Swiss inflation reached 3.5% in August, its highest level in nearly 30 years, albeit well below the 9.1% level in the eurozone, the 9.9% level in Britain, and the 8.3% level in the United States.
The Swiss National Bank responded on Thursday by raising the interest rate to 0.5%, ending an era of nearly 8 years of negative interest rates.
In comments prepared for an event in Lucerne, Jordan said: “Inflation in Switzerland is lower than abroad. However, in this country as well, it is still rising much more than was generally expected.”
“At 3.5%, it is at its highest level since the 1990s. It is well above the range that the SNB equates with price stability, 0% to 2% over the medium term.”
The central bank can raise interest rates again to combat inflation and ensure price stability, which Jordan considered the Swiss central bank’s top priority.

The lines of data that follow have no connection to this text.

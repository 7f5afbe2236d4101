//! Tristage core library: a three-stage software rasterizer for small meshes.
//!
//! A mesh is rotated about the vertical axis, projected axonometrically and
//! drawn three ways: gradient edges (L1), barycentric fill with a wireframe
//! overlay (L2), and a radially blended colour filter over the fill (L3).
//! Everything here is pure computation over in-memory buffers.

pub mod canvas;
pub mod color;
pub mod error;
pub mod fill;
pub mod filter;
pub mod frame;
pub mod geometry;
pub mod line;
pub mod obj;
pub mod projection;
pub mod sequence;
pub mod transform;

// Re-export commonly used types
pub use canvas::{Canvas, Triptych};
pub use color::Color;
pub use error::{Error, Result};
pub use fill::{barycentric, fill_triangle};
pub use filter::{apply_radial_color_blend, FilterMode};
pub use frame::{pulse_brightness, render_frame, render_frame_with_style, Frame, FrameStyle, RenderConfig};
pub use geometry::{Face, Mesh};
pub use line::{draw_gradient_line, draw_gradient_line_f64, GradientLine};
pub use projection::{Axonometric, ScreenPoint};
pub use sequence::{render_sequence, AngleSweep};
pub use transform::rotate_y;
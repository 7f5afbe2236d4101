//! 8-bit RGB colour and the truncating arithmetic the stages share.

/// An RGB colour with one byte per channel.
#[derive(Debug, Clone, Copy, PartialEq, Eq, Hash, Default)]
pub struct Color {
    pub r: u8,
    pub g: u8,
    pub b: u8,
}

impl Color {
    pub const BLACK: Color = Color::new(0, 0, 0);
    pub const WHITE: Color = Color::new(255, 255, 255);
    pub const GRAY: Color = Color::new(150, 150, 150);

    pub const fn new(r: u8, g: u8, b: u8) -> Self {
        Self { r, g, b }
    }

    /// Per-channel linear interpolation, truncated toward zero.
    ///
    /// `t` is expected in `[0, 1]`; the result saturates into `[0, 255]`
    /// otherwise.
    pub fn lerp(start: Color, end: Color, t: f64) -> Color {
        Color::lerp_channels(start.to_f64(), end.to_f64(), t)
    }

    /// [`Color::lerp`] between unquantized endpoints; only the sample is
    /// truncated.
    pub fn lerp_channels(start: [f64; 3], end: [f64; 3], t: f64) -> Color {
        let mix = |a: f64, b: f64| (a * (1.0 - t) + b * t) as u8;
        Color::new(
            mix(start[0], end[0]),
            mix(start[1], end[1]),
            mix(start[2], end[2]),
        )
    }

    /// Multiply every channel by `factor`, truncating.
    pub fn scale(self, factor: f64) -> Color {
        let mul = |c: u8| (c as f64 * factor) as u8;
        Color::new(mul(self.r), mul(self.g), mul(self.b))
    }

    /// Channels normalized to `[0, 1]`.
    pub fn to_unit(self) -> [f64; 3] {
        [
            self.r as f64 / 255.0,
            self.g as f64 / 255.0,
            self.b as f64 / 255.0,
        ]
    }

    /// Inverse of [`Color::to_unit`]: scale by 255, clamp, truncate.
    pub fn from_unit(rgb: [f64; 3]) -> Color {
        let quantize = |c: f64| (c * 255.0).clamp(0.0, 255.0) as u8;
        Color::new(quantize(rgb[0]), quantize(rgb[1]), quantize(rgb[2]))
    }

    /// Channels as floats in `[0, 255]`.
    pub fn to_f64(self) -> [f64; 3] {
        [self.r as f64, self.g as f64, self.b as f64]
    }

    pub fn to_array(self) -> [u8; 3] {
        [self.r, self.g, self.b]
    }
}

“Ensuring price stability is a challenge and requires the full attention of the Swiss National Bank,” Jordan said.
“It cannot be excluded that additional increases in SNB policy will be necessary to ensure price stability throughout the year.”
over the medium term,” he reiterated his message from Thursday.
Economists expect the Swiss National Bank to raise interest rates again in December and March 2023.
Jordan said the central bank would also be active in foreign exchange markets when necessary.
The Swiss National Bank said it will prevent a major devaluation of the franc – whose strength has mitigated the impact of imported inflation.
Last year, the Swiss National Bank did not resist the appreciation of the safe-haven currency, which rose in value by 4% between the fall and spring of 2002, making imports cheaper.
Jordan said more action may be needed because there are increasing signs of inflation spreading in goods and services that have so far not been affected by the war in Ukraine or pandemic bottlenecks.